Reputation: 12043
Consider a database that maintains a list of persons and their contact information, including addresses and such.
Sometimes, the contact information changes. Instead of simply updating the single person record to the new values, I like to keep a history of the changes.
I like to keep the history in a way that when I look at a person's record, I can quickly determine that there are older recordings of that person's data as well. However, I also like to avoid having to build very complicated SQL queries for retrieving only the latest version of each person's records (while this may be easy with a single table, it quickly gets difficult once the table is connected to other tables).
I've come up with a few ways, which I'll add below as answers, but I wonder if there are better ways (While I'm a seasoned code writer, I'm rather new to DB design, so I lack the experience and already ran into a few dead ends).
Which DB? I am currently using sqlite but plan to move to a server based DB engine eventually, probably Postgres. However, I meant this question asked in a more general form, not specific to any particular engine, though suggestions how to solve this in certain engines are appreciated, too, in the general interest.
Upvotes: 6
Views: 7674
Reputation: 61969
Must you keep structured history information?
Quite often, the history of changes does not have to be structured, because the history is needed for auditing purposes only, and there is no actual need to be able to perform queries against the historical data.
If you must keep structured history information:
If you need to able to execute queries against historical data, then you must keep the historical data in the database. Some people recommend separate historical tables; I consider this misguided. Instead, I recommend using views.
Upvotes: 10
Reputation: 807
We use a history integer column. New rows are always inserted with a history of 0, and any previous rows for that entry have the history incremented by 1.
Depending on how often the historical data is to be used, it might be wise to store history rows in a separate table. A simple view could be used if the combined data is desired, and it should speed things up if you usually just need the current rows.
Upvotes: 0
Reputation: 13701
We use what we call Verity-Block pattern.
The verity contains the periodicity, the block contains immutable data.
In the case of personal data we have the Identity
verity that has a validity period, and the IdentificationBlock
that contains the data such as Name
, LastName
, BirthDate
Block are immutable, so whenever we change something the application makes sure to create a new block.

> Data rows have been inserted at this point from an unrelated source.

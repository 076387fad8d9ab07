//! Mapping from loaded settings to supervisor options.

use std::time::Duration;

use tunnelward_core::Config;
use tunnelward_core::config::{
    BackoffKind, HealthSettings, ReconnectSettings, SelectionKind,
};

use crate::binary::BinaryManager;
use crate::error::{Result, TunnelError};
use crate::failover::SelectionStrategy;
use crate::health::HealthConfig;
use crate::reconnect::{BackoffStrategy, ReconnectPolicy};
use crate::supervisor::SupervisorOptions;

/// Build supervisor options from settings.
///
/// Fails when no binary directory is configured and the platform has no
/// per-user data directory to default to.
pub fn supervisor_options(config: &Config) -> Result<SupervisorOptions> {
    let binary_dir = config
        .binary
        .dir
        .clone()
        .or_else(BinaryManager::default_dir)
        .ok_or_else(|| {
            TunnelError::ConfigInvalid("no binary directory configured".to_string())
        })?;

    let mut options = SupervisorOptions::new(binary_dir)
        .with_health(health_config(&config.health))
        .with_reconnect_policy(reconnect_policy(&config.reconnect))
        .with_relays(
            config.failover.relays.clone(),
            selection_strategy(config.failover.strategy),
        )
        .with_terminate_timeout(Duration::from_secs(config.daemon.terminate_timeout_secs));
    options.verify_checksum = config.binary.verify_checksum;
    Ok(options)
}

pub fn health_config(settings: &HealthSettings) -> HealthConfig {
    HealthConfig {
        interval: Duration::from_secs(settings.interval_secs.max(1)),
        timeout: Duration::from_millis(settings.timeout_ms),
        degraded_latency: Duration::from_millis(settings.degraded_latency_ms),
        url_timeout: Duration::from_secs(settings.url_timeout_secs),
        fallback: None,
    }
}

pub fn reconnect_policy(settings: &ReconnectSettings) -> ReconnectPolicy {
    let base = Duration::from_millis(settings.base_delay_ms);
    let cap = Duration::from_millis(settings.max_delay_ms);
    let jitter = Duration::from_millis(settings.jitter_ms);
    let strategy = match settings.strategy {
        BackoffKind::Exponential => BackoffStrategy::Exponential { base, cap, jitter },
        BackoffKind::Linear => BackoffStrategy::Linear {
            base,
            step: Duration::from_millis(settings.step_ms),
            cap,
            jitter,
        },
    };
    ReconnectPolicy {
        strategy,
        max_attempts: settings.max_attempts.max(1),
        unreachable_weight: settings.unreachable_weight.max(1),
        history_retention: settings.history_retention,
    }
}

pub fn selection_strategy(kind: SelectionKind) -> SelectionStrategy {
    match kind {
        SelectionKind::BestScore => SelectionStrategy::BestScore,
        SelectionKind::RoundRobin => SelectionStrategy::RoundRobin,
    }
}
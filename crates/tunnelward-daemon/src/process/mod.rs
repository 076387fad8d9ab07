//! Client process lifecycle management.

pub mod output;
pub mod supervisor;
pub mod types;

pub use output::{OUTPUT_TAIL_LINES, OutputTail, extract_url};
pub use supervisor::{DEFAULT_TERMINATE_TIMEOUT, ProcessSupervisor};
pub use types::{ExitReason, ProcessState, ProcessStatus, TunnelUrlInfo};
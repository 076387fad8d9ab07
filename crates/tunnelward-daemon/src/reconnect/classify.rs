//! Failure classification for client exits.

use super::types::FailureClass;

/// Output fragments that mean retrying cannot help.
const FATAL_PATTERNS: &[&str] = &[
    "authentication failed",
    "authorization failed",
    "unauthorized",
    "invalid token",
    "token mismatch",
    "invalid config",
    "invalid configuration",
    "unknown flag",
    "proxy name already in use",
];

/// Output fragments that point at the relay being unreachable.
const UNREACHABLE_PATTERNS: &[&str] = &[
    "connection refused",
    "i/o timeout",
    "no such host",
    "network is unreachable",
    "network unreachable",
    "connection reset",
    "dial tcp",
    "login to server failed",
    "login to the server failed",
];

/// Classify a process exit from its exit code and last output lines.
///
/// Exit codes 126/127 (not executable / not found) are fatal. Otherwise the
/// output decides; anything unrecognized, including signal termination, is
/// transient.
pub fn classify_exit(exit_code: Option<i32>, output_tail: &[String]) -> FailureClass {
    if matches!(exit_code, Some(126 | 127)) {
        return FailureClass::Fatal;
    }
    let output = output_tail.join("\n").to_ascii_lowercase();
    if FATAL_PATTERNS.iter().any(|p| output.contains(p)) {
        FailureClass::Fatal
    } else if UNREACHABLE_PATTERNS.iter().any(|p| output.contains(p)) {
        FailureClass::ServerUnreachable
    } else {
        FailureClass::Transient
    }
}
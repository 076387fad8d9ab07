//! Typed event hub shared by all supervisor components.

use std::sync::Arc;

use tokio::sync::broadcast;
use tracing::trace;
use tunnelward_core::RelayServerInfo;

use crate::health::HealthStatus;
use crate::process::{ProcessStatus, TunnelUrlInfo};
use crate::reconnect::ReconnectionAttempt;

/// Default capacity of the event channel.
pub const DEFAULT_EVENT_CAPACITY: usize = 256;

/// State-change messages published by the supervisor components.
#[derive(Debug, Clone)]
pub enum TunnelEvent {
    /// Process state transition. Published in transition order.
    StatusChanged(Arc<ProcessStatus>),
    /// A URL was parsed from the client output (first or changed).
    UrlDetected(Arc<TunnelUrlInfo>),
    /// The process exited without being asked to.
    ProcessExited {
        status: Arc<ProcessStatus>,
        output_tail: Vec<String>,
    },
    HealthChecked(Arc<HealthStatus>),
    ReconnectionAttempted(ReconnectionAttempt),
    /// Failover switched the active relay.
    RelayChanged(RelayServerInfo),
    /// Automatic recovery gave up.
    RecoveryFailed { reason: String },
}

impl TunnelEvent {
    pub const fn kind(&self) -> &'static str {
        match self {
            Self::StatusChanged(_) => "status_changed",
            Self::UrlDetected(_) => "url_detected",
            Self::ProcessExited { .. } => "process_exited",
            Self::HealthChecked(_) => "health_checked",
            Self::ReconnectionAttempted(_) => "reconnection_attempted",
            Self::RelayChanged(_) => "relay_changed",
            Self::RecoveryFailed { .. } => "recovery_failed",
        }
    }
}

/// Broadcast hub. Cloning yields another handle to the same channel.
#[derive(Debug, Clone)]
pub struct EventHub {
    tx: broadcast::Sender<TunnelEvent>,
}

impl Default for EventHub {
    fn default() -> Self {
        Self::new(DEFAULT_EVENT_CAPACITY)
    }
}

impl EventHub {
    pub fn new(capacity: usize) -> Self {
        let (tx, _) = broadcast::channel(capacity);
        Self { tx }
    }

    pub fn subscribe(&self) -> broadcast::Receiver<TunnelEvent> {
        self.tx.subscribe()
    }

    /// Publish an event; having no subscribers is not an error.
    pub fn publish(&self, event: TunnelEvent) {
        let kind = event.kind();
        let receivers = self.tx.send(event).unwrap_or(0);
        trace!(kind, receivers, "Event published");
    }
}
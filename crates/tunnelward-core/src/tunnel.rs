//! Tunnel configuration data model.
//!
//! A [`TunnelConfig`] describes one desired tunnel: which local endpoint to
//! expose, which relay server to go through, and how the client binary should
//! talk to it. Values are plain data; validation and argument generation live
//! in the daemon.

use std::fmt;
use std::str::FromStr;

use serde::{Deserialize, Serialize};

use crate::error::Error;
use crate::relay::RelayServerInfo;

/// Wire protocol used between the client binary and the relay.
#[derive(Debug, Clone, Copy, Default, PartialEq, Eq, Hash, Serialize, Deserialize)]
#[serde(rename_all = "lowercase")]
pub enum Protocol {
    #[default]
    Tcp,
    Kcp,
    Quic,
    Websocket,
}

impl Protocol {
    /// Every protocol the client binary accepts.
    pub const ALL: [Self; 4] = [Self::Tcp, Self::Kcp, Self::Quic, Self::Websocket];

    pub const fn as_str(self) -> &'static str {
        match self {
            Self::Tcp => "tcp",
            Self::Kcp => "kcp",
            Self::Quic => "quic",
            Self::Websocket => "websocket",
        }
    }
}

impl fmt::Display for Protocol {
    fn fmt(&self, f: &mut fmt::Formatter<'_>) -> fmt::Result {
        f.write_str(self.as_str())
    }
}

impl FromStr for Protocol {
    type Err = Error;

    fn from_str(s: &str) -> Result<Self, Self::Err> {
        Self::ALL
            .into_iter()
            .find(|p| p.as_str().eq_ignore_ascii_case(s.trim()))
            .ok_or_else(|| Error::InvalidValue {
                field: "protocol",
                value: s.to_string(),
            })
    }
}

/// Log verbosity passed to the client binary.
#[derive(Debug, Clone, Copy, Default, PartialEq, Eq, Hash, Serialize, Deserialize)]
#[serde(rename_all = "lowercase")]
pub enum LogLevel {
    Trace,
    Debug,
    #[default]
    Info,
    Warn,
    Error,
}

impl LogLevel {
    pub const fn as_str(self) -> &'static str {
        match self {
            Self::Trace => "trace",
            Self::Debug => "debug",
            Self::Info => "info",
            Self::Warn => "warn",
            Self::Error => "error",
        }
    }
}

impl fmt::Display for LogLevel {
    fn fmt(&self, f: &mut fmt::Formatter<'_>) -> fmt::Result {
        f.write_str(self.as_str())
    }
}

impl FromStr for LogLevel {
    type Err = Error;

    fn from_str(s: &str) -> Result<Self, Self::Err> {
        match s.trim().to_ascii_lowercase().as_str() {
            "trace" => Ok(Self::Trace),
            "debug" => Ok(Self::Debug),
            "info" => Ok(Self::Info),
            "warn" | "warning" => Ok(Self::Warn),
            "error" => Ok(Self::Error),
            _ => Err(Error::InvalidValue {
                field: "log_level",
                value: s.to_string(),
            }),
        }
    }
}

/// Desired tunnel: local endpoint, relay, and client options.
#[derive(Debug, Clone, PartialEq, Eq, Serialize, Deserialize)]
#[serde(default)]
pub struct TunnelConfig {
    /// Local address the exposed service listens on.
    pub local_host: String,
    /// Local port the exposed service listens on.
    pub local_port: u16,
    /// Relay server host name or IP.
    pub server_addr: String,
    /// Relay server control port.
    pub server_port: u16,
    /// Logical proxy/session name registered with the relay.
    pub proxy_name: String,
    pub protocol: Protocol,
    /// Requested public subdomain, if the relay supports it.
    pub subdomain: Option<String>,
    /// Relay authentication token.
    pub token: Option<String>,
    pub use_tls: bool,
    pub use_compression: bool,
    pub use_encryption: bool,
    pub log_level: LogLevel,
}

impl Default for TunnelConfig {
    fn default() -> Self {
        Self {
            local_host: "127.0.0.1".to_string(),
            local_port: 0,
            server_addr: String::new(),
            server_port: 7000,
            proxy_name: String::new(),
            protocol: Protocol::default(),
            subdomain: None,
            token: None,
            use_tls: false,
            use_compression: false,
            use_encryption: false,
            log_level: LogLevel::default(),
        }
    }
}

impl TunnelConfig {
    /// Create a config with the required endpoints and defaults for the rest.
    pub fn new(
        local_host: impl Into<String>,
        local_port: u16,
        server_addr: impl Into<String>,
        server_port: u16,
        proxy_name: impl Into<String>,
    ) -> Self {
        Self {
            local_host: local_host.into(),
            local_port,
            server_addr: server_addr.into(),
            server_port,
            proxy_name: proxy_name.into(),
            ..Self::default()
        }
    }

    /// Rebuild this config against another relay, keeping every other field.
    #[must_use]
    pub fn with_relay(&self, relay: &RelayServerInfo) -> Self {
        Self {
            server_addr: relay.address.clone(),
            server_port: relay.port,
            ..self.clone()
        }
    }

    /// `host:port` of the exposed local service.
    pub fn local_endpoint(&self) -> String {
        format!("{}:{}", self.local_host, self.local_port)
    }

    /// `host:port` of the relay server.
    pub fn server_endpoint(&self) -> String {
        format!("{}:{}", self.server_addr, self.server_port)
    }

    /// Whether this config targets the given relay.
    pub fn targets(&self, relay: &RelayServerInfo) -> bool {
        self.server_addr == relay.address && self.server_port == relay.port
    }
}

So in case your last name changes on 01/01/2015 from Smits to Johnson then we have a verity Identity valid from [mindate] to 31/12/2014 that is linked to an IdentificationBlock where Lastname = Smits and an Identity that is valid from 01/01/2014 to [maxdate] linked to an IdentificationBlock where LastName = Johnson.
So in the database we have tables:
Identification
ID_Identification [PK]
Identity
ID_Identity [PK]
ID_Identification [FK]
ID_IdentificationBlock [FK]
ValidFrom
ValidTo
IdentificationBlock
ID_IdentificationBlock [PK]
ID_Identification [FK]
FirstName
LastName
BirthDate
A typical query to get the current name would be
Select idb.Name, idb.LastName from IdentificationBlock idb
join Identity i on idb.ID_Identification = i.ID_Identification
where getDate() between i.ValidFrom and i.ValidTo
Upvotes: 1
Reputation: 115691
This is generally referred to as Slowly Changing Dimension and linked Wikipedia page offers several approaches to make this thing work.
Martin Fowler has a list of Temporal Patterns that are not exactly DB-specific, but offer a good starting point.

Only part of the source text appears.